Reading is my passion. I think I have mentioned that several times (well it wouldn’t really be my passion if I hadn’t mentioned it at least a couple of times, right?) but for the past year, I have not had the time to read much. Oh, there were a few weeks that I got hooked into re-reading Robert Jordan’s Wheel of Time series but my workload just prevented me from staying up late into the night reading (which I normally do if I am really hooked). I think, though, that I am about to spend considerable time reading if I get my hands on this new book that I just found out about.

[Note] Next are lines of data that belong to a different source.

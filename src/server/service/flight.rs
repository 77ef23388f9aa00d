use sea_orm::DatabaseConnection;

use crate::server::{data::flight::FlightRepository, error::AppError, model::flight::Flight};

pub struct FlightService<'a> {
    db: &'a DatabaseConnection,
}

impl<'a> FlightService<'a> {
    pub fn new(db: &'a DatabaseConnection) -> Self {
        Self { db }
    }

    /// Gets the flights departing from the given airport
    pub async fn get_by_departure_airport(
        &self,
        airport_code: &str,
    ) -> Result<Vec<Flight>, AppError> {
        let repo = FlightRepository::new(self.db);

        Ok(repo.get_by_departure_airport(airport_code).await?)
    }
}
//! Application state shared across all request handlers.
//!
//! `AppState` holds the long-lived handles built once during startup: the database
//! connection pool and the parsed template set. Axum clones it for each request.

use std::sync::Arc;

use sea_orm::DatabaseConnection;

use super::template::Templates;

/// Application state containing shared resources.
///
/// Both fields are cheap to clone:
/// - `DatabaseConnection` is a connection pool (clones share the pool)
/// - `Arc<Templates>` is a reference-counted pointer to the read-only template set
#[derive(Clone)]
pub struct AppState {
    /// Database connection pool shared by every request and every calculation task.
    pub db: DatabaseConnection,

    /// Templates loaded from the template directory at startup.
    pub templates: Arc<Templates>,
}

impl AppState {
    /// Creates a new application state with the provided dependencies.
    ///
    /// # Arguments
    /// - `db` - Database connection pool
    /// - `templates` - Parsed template set
    pub fn new(db: DatabaseConnection, templates: Templates) -> Self {
        Self {
            db,
            templates: Arc::new(templates),
        }
    }
}
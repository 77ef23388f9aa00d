use crate::model::airport::AirportDto;

/// An airport as listed on the airports page.
#[derive(Debug, Clone, PartialEq, Eq)]
pub struct Airport {
    /// Three-letter airport code, unique.
    pub code: String,
    /// Display name.
    pub name: String,
}

impl Airport {
    /// Converts the domain model into the DTO handed to the template.
    pub fn into_dto(self) -> AirportDto {
        AirportDto {
            code: self.code,
            name: self.name,
        }
    }
}
/// Parses the numeric part of a seat number.
///
/// Seat numbers are a row number followed by a single seat letter, e.g. `12A`. Exactly
/// the final character is dropped and the rest is parsed as an integer.
///
/// # Arguments
/// - `seat_no` - Seat number as stored in the seats table
///
/// # Returns
/// - `Some(i64)` - The row number
/// - `None` - The seat number is empty or its prefix is not an integer
pub fn parse_seat_number(seat_no: &str) -> Option<i64> {
    let mut chars = seat_no.chars();
    chars.next_back()?;

    chars.as_str().parse::<i64>().ok()
}
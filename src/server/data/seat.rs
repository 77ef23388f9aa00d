use sea_orm::{
    ColumnTrait, ConnectionTrait, DatabaseConnection, DbErr, EntityTrait, QueryFilter, QueryResult,
    QuerySelect, QueryTrait,
};

use crate::server::data::scan::{collect_records, ScanRow};

/// Raw seat number as stored, e.g. `12A`.
#[derive(Debug, Clone, PartialEq, Eq)]
pub struct SeatNumber(pub String);

impl ScanRow for SeatNumber {
    fn scan_row(row: &QueryResult) -> Result<Self, DbErr> {
        Ok(Self(row.try_get("", "seat_no")?))
    }
}

pub struct SeatRepository<'a> {
    db: &'a DatabaseConnection,
}

impl<'a> SeatRepository<'a> {
    pub fn new(db: &'a DatabaseConnection) -> Self {
        Self { db }
    }

    /// Gets the seat numbers of an aircraft in no particular order
    pub async fn get_seat_numbers_by_aircraft(
        &self,
        aircraft_code: &str,
    ) -> Result<Vec<String>, DbErr> {
        let stmt = entity::prelude::Seat::find()
            .select_only()
            .column(entity::seat::Column::SeatNo)
            .filter(entity::seat::Column::AircraftCode.eq(aircraft_code))
            .build(self.db.get_database_backend());

        let rows = self.db.query_all_raw(stmt).await?;

        Ok(collect_records::<SeatNumber>("seats", rows)
            .into_iter()
            .map(|SeatNumber(seat_no)| seat_no)
            .collect())
    }
}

Titled The Various Flavors of Coffee, this novel is set in the 1890s in London and Africa. The theme, as the title implies, is coffee and its trade back then. The novel is authored by Anthony Capella. The Seattle Times has a write up that begins with this paragraph:
It is London in the 1890s. Robert Wallis, an impoverished young poet living on his father’s allowance, eats breakfast at a cafe. “[A] well-made cup of coffee is the proper beginning to an idle day,” he comments to the waiter. “Its aroma is beguiling, its taste is sweet; yet it leaves behind only bitterness and regret. In that it resembles, surely, the pleasures of love.”
Now tell me, how can you resist a book that begins with a line about coffee? Seriously, I think this book will be a good read – and a light one, too.